BEGIN
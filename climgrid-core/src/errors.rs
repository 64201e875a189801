use thiserror::Error;

/// Error type for invalid grid operations.
#[derive(Error, Debug, Clone, PartialEq)]
pub enum GridError {
    /// A named coordinate or variable is not present
    #[error("{0} not found")]
    KeyNotFound(String),
    /// Caller supplied arguments violate a precondition
    #[error("Invalid input. {0}")]
    InvalidInput(String),
    /// An internal consistency check failed after computation
    #[error("{0}")]
    RuntimeInvariant(String),
    #[error("Shape mismatch for {name}: expected {expected:?}, got {got:?}")]
    ShapeMismatch {
        name: String,
        expected: Vec<usize>,
        got: Vec<usize>,
    },
    #[error("Invalid calendar {0:?}. Try \"365_day\" or \"gregorian\".")]
    InvalidCalendar(String),
    #[error("Invalid units {units:?}. {reason}")]
    InvalidTimeUnits { units: String, reason: String },
    #[error("Invalid data. {0}")]
    InvalidData(String),
}

/// Convenience type for `Result<T, GridError>`.
pub type GridResult<T> = Result<T, GridError>;

impl From<GridError> for pyo3::PyErr {
    fn from(err: GridError) -> Self {
        use pyo3::exceptions::{PyKeyError, PyRuntimeError, PyValueError};

        match err {
            GridError::KeyNotFound(_) => PyKeyError::new_err(err.to_string()),
            GridError::RuntimeInvariant(_) => PyRuntimeError::new_err(err.to_string()),
            _ => PyValueError::new_err(err.to_string()),
        }
    }
}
END
Which lines of the records above hold the word "PyKeyError"? Copy each of them.

### Response below:
        use pyo3::exceptions::{PyKeyError, PyRuntimeError, PyValueError};
            GridError::KeyNotFound(_) => PyKeyError::new_err(err.to_string()),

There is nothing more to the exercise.